A scleral lens is a hat-shaped lens with an average diameter of 20 mm. The diameter varies according to the diameter of the cornea, as well as the medical indication. Unlike the smaller types of lenses, scleral lenses do not rest on the sensitive cornea, but rather on the external sclera, also known as the white of the eye. The idea is actually very old. The first scleral lens dates from 1888, and scleral lenses have undergone massive development since then; scleral lenses were originally made of glass, but are now made of highly oxygen permeable materials.

As a result of modern production techniques and Simone Visser and her team’s continued development of her father’s fitting method for scleral lenses, the lens is successfully used to treat various eye conditions. The result is that the wearers enjoy improved vision, suffer less pain, or suffer less from dry eyes.

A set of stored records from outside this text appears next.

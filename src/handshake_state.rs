//! Handshake State (HS) -- §3 and §4.5 of SPEC_FULL.md.
//!
//! A mutable record threaded through handshake operations. Certificate
//! validation and the wire forms of keys/certificates are out of scope
//! (SPEC_FULL.md §1); the types below carry them as opaque DER blobs.

use bytes::Bytes;

use crate::hash::HandshakeDigest;
use crate::protocol_version::ProtocolVersion;

/// An opaque DER-encoded certificate, as it would be handed to / received
/// from the out-of-scope certificate-validation collaborator.
#[derive(Debug, Clone, PartialEq, Eq)]
pub struct CertificateDer(pub Bytes);

/// An opaque long-term asymmetric key (public or private); the concrete
/// signature/KEM algorithm is a concern of the out-of-scope handshake
/// negotiation and credential-selection collaborators.
#[derive(Debug, Clone)]
pub struct LongTermKey(pub Bytes);

/// The `CertificateRequest` payload received from the peer, retained so a
/// later post-handshake client-auth flow (driven through the PAQ) knows
/// what was asked for.
#[derive(Debug, Clone, Default)]
pub struct CertificateRequestInfo {
    pub certificate_types: Vec<u8>,
    pub signature_algorithms: Vec<u16>,
    pub certificate_authorities: Vec<Bytes>,
}

/// Per-handshake mutable state: transcript bookkeeping plus the small set
/// of negotiated values needed by the post-handshake control plane this
/// crate implements. Created when a handshake begins; in TLS 1.3 this is
/// re-created only via key-schedule transitions, never via renegotiation
/// (SPEC_FULL.md §3).
pub struct HandshakeState {
    pub client_version: ProtocolVersion,
    pub client_random: [u8; 32],
    pub server_random: Option<[u8; 32]>,
    pub master_secret: Option<Bytes>,
    pub resumption_master_secret: Option<Bytes>,

    pub local_key: Option<LongTermKey>,
    pub peer_key: Option<LongTermKey>,

    digest: HandshakeDigest,
    /// Reverse-ordered (most recent first); `get_handshake_messages` returns
    /// it reversed back into chronological order.
    messages: Vec<Bytes>,

    pub certificate_request: Option<CertificateRequestInfo>,
    pub client_cert_sent: bool,
    pub cert_req_sent: bool,
    pub client_cert_chain: Option<Vec<CertificateDer>>,
}

impl HandshakeState {
    pub fn new(client_version: ProtocolVersion, client_random: [u8; 32], digest: HandshakeDigest) -> Self {
        Self {
            client_version,
            client_random,
            server_random: None,
            master_secret: None,
            resumption_master_secret: None,
            local_key: None,
            peer_key: None,
            digest,
            messages: Vec::new(),
            certificate_request: None,
            client_cert_sent: false,
            cert_req_sent: false,
            client_cert_chain: None,
        }
    }

    /// Prepends `message` to the transcript list. Must be paired with a
    /// call to [Self::update_handshake_digest] with the same bytes -- the
    /// two are updated together by the caller; divergence is a bug
    /// (SPEC_FULL.md §4.5).
    pub fn add_handshake_message(&mut self, message: Bytes) {
        self.messages.insert(0, message);
    }

    /// Returns the transcript in chronological (send/receive) order.
    pub fn get_handshake_messages(&self) -> Vec<Bytes> {
        let mut out = self.messages.clone();
        out.reverse();
        out
    }

    pub fn update_handshake_digest(&mut self, data: &[u8]) {
        self.digest.update(data);
    }

    /// The current transcript hash, for use by key-schedule derivations.
    pub fn transcript_hash(&self) -> Vec<u8> {
        self.digest.current()
    }

    pub fn digest(&self) -> &HandshakeDigest {
        &self.digest
    }
}
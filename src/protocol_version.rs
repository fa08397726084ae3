//! The two-way version dispatch this driver cares about (§4, VD).
//!
//! Exact wire version negotiation happens in the out-of-scope initial
//! handshake; by the time this crate's `Context` exists, only "1.3 or not"
//! matters for which receive-loop/send-path variant runs.

#[derive(Debug, Clone, Copy, PartialEq, Eq)]
pub enum ProtocolVersion {
    /// TLS 1.2 or earlier (RFC 5246 et al.).
    Tls12,
    /// TLS 1.3 (RFC 8446).
    Tls13,
}

impl ProtocolVersion {
    pub fn is_tls13(&self) -> bool {
        matches!(self, ProtocolVersion::Tls13)
    }
}
//! Connection-wide state (§5 of SPEC_FULL.md).
//!
//! `Context` is the object every driver operation is a method on: it owns
//! the two collaborator trait objects (record layer, session manager), the
//! read lock / read-write lock pair that give the receive loop and the
//! send/control paths their mutual-exclusion semantics, and the mutable
//! connection state those locks protect.

use std::sync::Arc;

use async_std::sync::Mutex;
use bytes::Bytes;

use crate::established::Established;
use crate::handshake_driver::HandshakeDriver;
use crate::handshake_state::HandshakeState;
use crate::options::DriverOptions;
use crate::paq::PendingActionQueue;
use crate::protocol_version::ProtocolVersion;
use crate::record_layer::{RecordLayer, TrafficState};
use crate::session_manager::SessionManager;

/// Everything guarded by the read-write lock: state that both the receive
/// loop and the send/control paths may need to observe or mutate.
pub struct SharedState {
    pub established: Established,
    pub eof: bool,
    pub rx_state: TrafficState,
    pub tx_state: TrafficState,
    pub handshake: Option<HandshakeState>,
    pub pending_actions: PendingActionQueue,
    pub negotiated_protocol: Option<String>,
    pub client_sni: Option<String>,
    /// The session identifier presented to the Session Manager on
    /// establishment, if any; consulted by `terminate` (SPEC_FULL.md §4.3).
    pub session_id: Option<Bytes>,
}

/// Connection-wide driver state.
///
/// Mirrors the teacher's `Connection`/`Cipher` split between a thin outer
/// handle and an inner mutex-guarded state struct: callers clone the `Arc`
/// freely, and only the fields that actually need cross-task synchronization
/// sit behind a lock.
pub struct Context {
    record_layer: Arc<dyn RecordLayer>,
    session_manager: Arc<dyn SessionManager>,
    handshake_driver: Arc<dyn HandshakeDriver>,
    options: DriverOptions,
    version: ProtocolVersion,

    /// Held for the duration of a single `recv_data` call, serializing
    /// concurrent receivers against each other (SPEC_FULL.md §5).
    read_lock: Mutex<()>,
    /// Held whenever a caller needs a consistent view across `recv_data` and
    /// the control operations (`send_data`, `bye`, `update_key`): taken
    /// shared by `recv_data`, exclusive by everything else that reaches into
    /// `shared`.
    read_write_lock: Mutex<()>,

    shared: Mutex<SharedState>,
}

impl Context {
    pub fn new(
        record_layer: Arc<dyn RecordLayer>,
        session_manager: Arc<dyn SessionManager>,
        handshake_driver: Arc<dyn HandshakeDriver>,
        options: DriverOptions,
        version: ProtocolVersion,
        rx_state: TrafficState,
        tx_state: TrafficState,
    ) -> Self {
        Self {
            record_layer,
            session_manager,
            handshake_driver,
            options,
            version,
            read_lock: Mutex::new(()),
            read_write_lock: Mutex::new(()),
            shared: Mutex::new(SharedState {
                established: Established::NotEstablished,
                eof: false,
                rx_state,
                tx_state,
                handshake: None,
                pending_actions: PendingActionQueue::new(),
                negotiated_protocol: None,
                client_sni: None,
                session_id: None,
            }),
        }
    }

    pub fn record_layer(&self) -> &Arc<dyn RecordLayer> {
        &self.record_layer
    }

    pub fn session_manager(&self) -> &Arc<dyn SessionManager> {
        &self.session_manager
    }

    pub fn handshake_driver(&self) -> &Arc<dyn HandshakeDriver> {
        &self.handshake_driver
    }

    pub fn options(&self) -> &DriverOptions {
        &self.options
    }

    pub fn version(&self) -> ProtocolVersion {
        self.version
    }

    /// Acquired by `recv_data` for the lifetime of a single receive
    /// operation; see SPEC_FULL.md §5 for why this is a separate lock from
    /// `read_write_lock` rather than folded into it.
    pub async fn acquire_read(&self) -> async_std::sync::MutexGuard<'_, ()> {
        self.read_lock.lock().await
    }

    pub async fn acquire_read_write(&self) -> async_std::sync::MutexGuard<'_, ()> {
        self.read_write_lock.lock().await
    }

    pub async fn shared(&self) -> async_std::sync::MutexGuard<'_, SharedState> {
        self.shared.lock().await
    }

    pub async fn get_negotiated_protocol(&self) -> Option<String> {
        self.shared().await.negotiated_protocol.clone()
    }

    pub async fn get_client_sni(&self) -> Option<String> {
        self.shared().await.client_sni.clone()
    }

    pub async fn is_established(&self) -> bool {
        self.shared().await.established.is_established()
    }

    pub async fn is_eof(&self) -> bool {
        self.shared().await.eof
    }

    pub async fn set_eof(&self) {
        self.shared().await.eof = true;
    }
}
//! Send Path (TX) -- §4.2 of SPEC_FULL.md.

use bytes::Bytes;
use log::info;

use crate::alert::{Alert, AlertDescription};
use crate::context::Context;
use crate::error::TLSError;
use crate::handshake_messages::{Handshake13, KeyUpdate, KeyUpdateRequest};
use crate::record::{Packet, Packet13};

/// Chunks `data` into records no larger than `ctx.options().max_fragment_size`
/// and writes each chunk through the version-appropriate packet encoder.
pub async fn send_data(ctx: &Context, data: &[u8]) -> Result<(), TLSError> {
    if ctx.is_eof().await {
        return Err(TLSError::misc("send_data on a terminated context"));
    }

    let max_fragment = ctx.options().max_fragment_size;
    for chunk in data.chunks(max_fragment.max(1)) {
        let bytes = Bytes::copy_from_slice(chunk);
        if ctx.version().is_tls13() {
            ctx.record_layer().send_packet_13(Packet13::AppData13(bytes)).await?;
        } else {
            ctx.record_layer().send_packet(Packet::AppData(bytes)).await?;
        }
    }
    Ok(())
}

/// Sends a best-effort `Alert(Warning, CloseNotify)` if EOF has not already
/// been observed. Required before transport close to keep a TLS <= 1.2
/// session resumable; does not itself close the transport.
pub async fn bye(ctx: &Context) -> Result<(), TLSError> {
    if ctx.is_eof().await {
        return Ok(());
    }
    let alert = Alert::close_notify();
    let result = if ctx.version().is_tls13() {
        ctx.record_layer()
            .send_packet_13(Packet13::Alert13(vec![(alert.level, alert.description)]))
            .await
    } else {
        ctx.record_layer()
            .send_packet(Packet::Alert(vec![(alert.level, alert.description)]))
            .await
    };
    info!("sent close_notify");
    result
}

/// One-sided (`OneWay`) or mutual (`TwoWay`) application-initiated key
/// update. Permitted only on TLS 1.3; returns `false` without side effects
/// on <=1.2, `true` after sending the `KeyUpdate` record and advancing the
/// local TX traffic secret.
pub async fn update_key(ctx: &Context, request: KeyUpdateRequest) -> Result<bool, TLSError> {
    if !ctx.version().is_tls13() {
        return Ok(false);
    }
    if !ctx.is_established().await {
        return Err(TLSError::protocol(
            "update_key outside Established",
            true,
            AlertDescription::UnexpectedMessage,
        ));
    }

    let message = KeyUpdate { request_update: request };
    ctx.record_layer()
        .send_packet_13(Packet13::Handshake13(vec![Handshake13::KeyUpdate(message)]))
        .await?;

    let current = ctx.record_layer().get_tx_state().await;
    let next = current.advanced();
    ctx.record_layer().set_tx_state(next).await;

    info!("application-initiated key update sent ({:?})", request);
    Ok(true)
}

/// Deprecated alias kept for callers migrating off the old chunked-iterator
/// API (SPEC_FULL.md §4.2). Repeatedly calls [crate::rx::recv_data] and
/// collects chunks until the first empty (clean-close) chunk.
///
/// The original API returned this lazily; this crate already has no
/// dependency on a stream-combinator crate elsewhere, so rather than pull
/// one in solely for a deprecated alias, this returns the fully-collected
/// `Vec` (see DESIGN.md). New code should call `recv_data` in a loop
/// directly instead of using this function at all.
#[deprecated(note = "call recv_data in a loop instead")]
pub async fn recv_data_lazy(ctx: &Context) -> Result<Vec<Bytes>, TLSError> {
    let mut chunks = Vec::new();
    loop {
        let chunk = crate::rx::recv_data(ctx).await?;
        if chunk.is_empty() {
            return Ok(chunks);
        }
        chunks.push(chunk);
    }
}
#[async_std::test]
async fn pending_action_absent_is_fatal() {
    init_logging();
    let rl = Arc::new(MockRecordLayer::new_13(vec![Ok(Packet13::Handshake13(vec![Handshake13::Other(
        HandshakeType::CertificateVerify,
        Bytes::from_static(b"sig"),
    )]))]));
    let ctx = make_context(ProtocolVersion::Tls13, rl);
    ctx.shared().await.established = Established::Established;

    let err = recv_data(&ctx).await.unwrap_err();
    match err {
        TLSError::Terminated { reason, .. } => {
            assert!(reason.contains("unexpected message"), "unexpected reason: {}", reason);
        }
        other => panic!("expected Terminated, got {:?}", other),
    }
}

#[async_std::test]
async fn client_hello_13_is_illegal_post_handshake() {
    init_logging();
    let rl = Arc::new(MockRecordLayer::new_13(vec![Ok(Packet13::Handshake13(vec![
        Handshake13::ClientHello13(Bytes::from_static(b"hello")),
    ]))]));
    let ctx = make_context(ProtocolVersion::Tls13, rl);
    ctx.shared().await.established = Established::Established;

    let err = recv_data(&ctx).await.unwrap_err();
    match err {
        TLSError::Terminated { reason, .. } => {
            assert!(reason.contains("illegal post-handshake"), "unexpected reason: {}", reason);
        }
        other => panic!("expected Terminated, got {:?}", other),
    }
}

#[async_std::test]
async fn key_update_outside_established_is_fatal() {
    init_logging();
    let rl = Arc::new(MockRecordLayer::new_13(vec![Ok(Packet13::Handshake13(vec![Handshake13::KeyUpdate(
        KeyUpdate {
            request_update: KeyUpdateRequest::UpdateNotRequested,
        },
    )]))]));
    let ctx = make_context(ProtocolVersion::Tls13, rl);
    // Established::NotEstablished is the default -- KeyUpdate must be rejected.

    let err = recv_data(&ctx).await.unwrap_err();
    match err {
        TLSError::Terminated { reason, .. } => {
            assert!(reason.contains("KeyUpdate outside Established"), "unexpected reason: {}", reason);
        }
        other => panic!("expected Terminated, got {:?}", other),
    }
}
//! Alert / Termination (AT) -- §4.3 of SPEC_FULL.md.
//!
//! `terminate` is the single exit door out of this crate's error paths: it
//! invalidates the session, best-effort sends an alert, marks EOF, and
//! returns the one fault variant (`TLSError::Terminated`) the public API
//! ever raises.
//!
//! The spec names `terminate`'s sender as an explicit `send_fn` parameter
//! threaded in by the caller. Since every caller in this crate already has
//! a `Context` (which owns the record layer and knows its own protocol
//! version) in scope, we dispatch the alert send internally off
//! `ctx.version()` instead of threading a closure parameter through every
//! call site -- same behavior, one fewer parameter at each of the several
//! call sites in `rx.rs`/`tx.rs` (see DESIGN.md).

use failure::err_msg;
use log::{info, warn};

use crate::alert::{Alert, AlertDescription, AlertLevel};
use crate::context::Context;
use crate::error::TLSError;
use crate::record::{Packet, Packet13};

/// Invalidates the session (if one was established), best-effort sends
/// `Alert(level, desc)`, sets EOF, and returns the `Terminated` fault that
/// the caller should propagate.
pub async fn terminate(
    ctx: &Context,
    err: failure::Error,
    level: AlertLevel,
    desc: AlertDescription,
    reason: impl Into<String>,
) -> TLSError {
    let reason = reason.into();

    let session_id = ctx.shared().await.session_id.clone();
    if let Some(id) = session_id {
        ctx.session_manager().invalidate(&id).await;
    }

    let alert = Alert::new(level, desc);
    let send_result = if ctx.version().is_tls13() {
        ctx.record_layer()
            .send_packet_13(Packet13::Alert13(vec![(alert.level, alert.description)]))
            .await
    } else {
        ctx.record_layer()
            .send_packet(Packet::Alert(vec![(alert.level, alert.description)]))
            .await
    };
    if let Err(send_err) = send_result {
        warn!("best-effort alert send failed during termination: {}", send_err);
    }

    ctx.set_eof().await;

    match level {
        AlertLevel::Fatal => warn!("session terminated fatally: {}", reason),
        AlertLevel::Warning => info!("session terminated: {}", reason),
    }

    TLSError::Terminated {
        clean: false,
        reason,
        cause: err,
    }
}

/// Maps a record-layer error to the termination it implies, or `Ok(None)`
/// for the clean-close case (SPEC_FULL.md §4.3, §4.1.1).
///
/// Returns `Ok(None)` when `err` was `TLSError::EOF` (the caller should
/// treat this as a clean close and return empty bytes); otherwise returns
/// `Err(Terminated)`.
pub async fn on_error(ctx: &Context, err: TLSError) -> Result<(), TLSError> {
    if err.is_eof() {
        return Ok(());
    }

    match err {
        TLSError::Protocol {
            reason,
            fatal,
            description,
        } => {
            let level = if fatal { AlertLevel::Fatal } else { AlertLevel::Warning };
            let underlying = err_msg(reason.clone());
            Err(terminate(ctx, underlying, level, description, reason).await)
        }
        other => {
            let reason = format!("internal error: {}", other);
            let underlying = failure::Error::from(other);
            Err(terminate(ctx, underlying, AlertLevel::Fatal, AlertDescription::InternalError, reason).await)
        }
    }
}
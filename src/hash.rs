//! Hash-algorithm dispatch and the transcript digest accumulator.
//!
//! The raw hash/HKDF-Expand primitives are collaborators (see §1, §10 of
//! SPEC_FULL.md) supplied by the `sha1`/`sha2`/`hkdf` crates; this module
//! only adds the small enum dispatch the rest of the driver needs to stay
//! generic over which of the four RFC 8446 hashes is in play.

use std::convert::TryFrom;

use digest::Digest;
use hkdf::Hkdf;

use crate::error::TLSError;

/// The hash algorithms this driver knows how to dispatch over.
///
/// Any other hash is a programmer error -- there is deliberately no
/// `Other(..)` escape hatch.
#[derive(Debug, Clone, Copy, PartialEq, Eq)]
pub enum Hash {
    Sha1,
    Sha256,
    Sha384,
    Sha512,
}

impl Hash {
    /// Output size in bytes of this hash function.
    pub fn size(&self) -> usize {
        match self {
            Hash::Sha1 => 20,
            Hash::Sha256 => 32,
            Hash::Sha384 => 48,
            Hash::Sha512 => 64,
        }
    }

    /// HKDF-Expand(secret, info, length) under this hash, where `secret` is
    /// already a pseudo-random key (i.e. this calls Expand directly, not
    /// Extract-then-Expand).
    pub fn hkdf_expand(&self, secret: &[u8], info: &[u8], length: usize) -> Vec<u8> {
        let mut out = vec![0u8; length];
        match self {
            Hash::Sha1 => {
                let hk = Hkdf::<sha1::Sha1>::from_prk(secret).expect("invalid PRK length");
                hk.expand(info, &mut out).expect("invalid okm length");
            }
            Hash::Sha256 => {
                let hk = Hkdf::<sha2::Sha256>::from_prk(secret).expect("invalid PRK length");
                hk.expand(info, &mut out).expect("invalid okm length");
            }
            Hash::Sha384 => {
                let hk = Hkdf::<sha2::Sha384>::from_prk(secret).expect("invalid PRK length");
                hk.expand(info, &mut out).expect("invalid okm length");
            }
            Hash::Sha512 => {
                let hk = Hkdf::<sha2::Sha512>::from_prk(secret).expect("invalid PRK length");
                hk.expand(info, &mut out).expect("invalid okm length");
            }
        }
        out
    }

    fn new_digest(&self) -> TranscriptDigest {
        match self {
            Hash::Sha1 => TranscriptDigest::Sha1(sha1::Sha1::new()),
            Hash::Sha256 => TranscriptDigest::Sha256(sha2::Sha256::new()),
            Hash::Sha384 => TranscriptDigest::Sha384(sha2::Sha384::new()),
            Hash::Sha512 => TranscriptDigest::Sha512(sha2::Sha512::new()),
        }
    }
}

impl TryFrom<&str> for Hash {
    type Error = TLSError;

    fn try_from(value: &str) -> Result<Self, Self::Error> {
        match value {
            "sha1" => Ok(Hash::Sha1),
            "sha256" => Ok(Hash::Sha256),
            "sha384" => Ok(Hash::Sha384),
            "sha512" => Ok(Hash::Sha512),
            other => Err(TLSError::misc(format!("unsupported hash: {}", other))),
        }
    }
}

/// A running transcript digest: bytes are folded in incrementally via
/// [HandshakeDigest::update], and the current hash can be read at any point
/// without disturbing further accumulation (cloning a RustCrypto digest
/// state is cheap and exactly what's needed to peek a rolling hash).
#[derive(Clone)]
enum TranscriptDigest {
    Sha1(sha1::Sha1),
    Sha256(sha2::Sha256),
    Sha384(sha2::Sha384),
    Sha512(sha2::Sha512),
}

pub struct HandshakeDigest {
    hash: Hash,
    digest: TranscriptDigest,
}

impl HandshakeDigest {
    pub fn new(hash: Hash) -> Self {
        Self {
            hash,
            digest: hash.new_digest(),
        }
    }

    pub fn hash(&self) -> Hash {
        self.hash
    }

    /// Folds `data` into the running digest. This must be called with
    /// exactly the same bytes, in the same order, as are appended to the
    /// handshake message list via `add_handshake_message` -- divergence
    /// between the two is a bug (see SPEC_FULL.md §4.5).
    pub fn update(&mut self, data: &[u8]) {
        match &mut self.digest {
            TranscriptDigest::Sha1(d) => d.update(data),
            TranscriptDigest::Sha256(d) => d.update(data),
            TranscriptDigest::Sha384(d) => d.update(data),
            TranscriptDigest::Sha512(d) => d.update(data),
        }
    }

    /// Reads the current transcript hash without consuming the accumulator.
    pub fn current(&self) -> Vec<u8> {
        match self.digest.clone() {
            TranscriptDigest::Sha1(d) => d.finalize().to_vec(),
            TranscriptDigest::Sha256(d) => d.finalize().to_vec(),
            TranscriptDigest::Sha384(d) => d.finalize().to_vec(),
            TranscriptDigest::Sha512(d) => d.finalize().to_vec(),
        }
    }
}
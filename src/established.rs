//! The `Established` tag (§3 of SPEC_FULL.md).

/// Tracks where a connection sits in the handshake / 0-RTT lifecycle.
///
/// Only in [Established::Established] may a KeyUpdate be processed or sent;
/// early-data application bytes arrive exclusively in
/// [Established::EarlyDataAllowed].
#[derive(Debug, Clone, Copy, PartialEq, Eq)]
pub enum Established {
    NotEstablished,
    /// Server side, TLS 1.3, 0-RTT accepted. The payload is the remaining
    /// early-data byte budget, which decreases monotonically as early-data
    /// chunks are returned to the application.
    EarlyDataAllowed(u32),
    /// TLS 1.3 server rejected 0-RTT; any received early data is silently
    /// dropped rather than surfaced.
    EarlyDataNotAllowed,
    Established,
}

impl Established {
    pub fn is_established(&self) -> bool {
        matches!(self, Established::Established)
    }
}
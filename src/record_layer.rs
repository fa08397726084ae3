//! The downward (record-layer) collaborator interface (§6 of SPEC_FULL.md).
//!
//! Record framing, encryption, and the initial handshake negotiation that
//! establishes the first set of traffic secrets are all out of scope for
//! this crate -- a concrete transport/codec satisfies this trait and the
//! driver depends only on it.

use async_trait::async_trait;
use bytes::Bytes;

use crate::cipher_suite::Cipher;
use crate::error::TLSError;
use crate::hash::Hash;
use crate::record::{Packet, Packet13};

/// `(Hash, Cipher, trafficSecret)` -- everything needed to describe one
/// direction's current key material without this crate needing to know how
/// the AEAD itself is seeded from it.
#[derive(Debug, Clone)]
pub struct TrafficState {
    pub hash: Hash,
    pub cipher: Cipher,
    pub traffic_secret: Bytes,
}

impl TrafficState {
    pub fn new(hash: Hash, cipher: Cipher, traffic_secret: Bytes) -> Self {
        Self {
            hash,
            cipher,
            traffic_secret,
        }
    }

    /// Returns the state with the traffic secret advanced by one KeyUpdate,
    /// keeping the same hash and cipher (SPEC_FULL.md §4.4).
    pub fn advanced(&self) -> Self {
        let next = crate::key_schedule::next_traffic_secret(self.hash, &self.traffic_secret);
        Self {
            hash: self.hash,
            cipher: self.cipher,
            traffic_secret: next,
        }
    }
}

/// The record layer: framing, encryption, and the raw packet transport.
///
/// `recv_packet`/`recv_packet_13` pull and decrypt exactly one record;
/// `send_packet`/`send_packet_13` encrypt and write exactly one record. The
/// `*_state` accessors read/replace the `(Hash, Cipher, secret)` triple used
/// for one direction -- `set_rx_state`/`set_tx_state` are how a KeyUpdate
/// takes effect starting with the next record read/sent.
#[async_trait]
pub trait RecordLayer: Send + Sync {
    async fn recv_packet(&self) -> Result<Packet, TLSError>;
    async fn recv_packet_13(&self) -> Result<Packet13, TLSError>;

    async fn send_packet(&self, packet: Packet) -> Result<(), TLSError>;
    async fn send_packet_13(&self, packet: Packet13) -> Result<(), TLSError>;

    async fn get_rx_state(&self) -> TrafficState;
    async fn set_rx_state(&self, state: TrafficState);

    async fn get_tx_state(&self) -> TrafficState;
    async fn set_tx_state(&self, state: TrafficState);
}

Benefits of scleral lenses

The scleral lens rests on the external sclera (the white of the eye) and forms a dome over the cornea without touching it. The layer of tear fluid between the lens and the eye keeps dry and painful corneas well-moisturised while wearing the scleral lens. This greatly reduces symptoms—even eliminating them entirely in some cases—while improving the condition of the cornea. Due to their size and firmness, scleral lenses are also often used by the elderly and by people with mobility problems, such as rheumatoid arthritis.

Application of scleral lenses

Scleral lenses are regularly fitted for people:

  • with keratoconus
  • with extremely dry eyes (Sjögrens Syndrome)
  • with irregularly shaped corneas
  • who have had a cornea transplant

Expertise in scleral lenses

Visser Contact Lenses is at the forefront of the development of scleral lenses, and our founder, Rients Visser Sr., is internationally renowned for his work. As a result, our scleral lens practice sees patients from all over the world. Simone Visser’s PhD research led to the introduction of an entirely new scleral lens design, providing new options for patients who have had a cornea transplant, for example.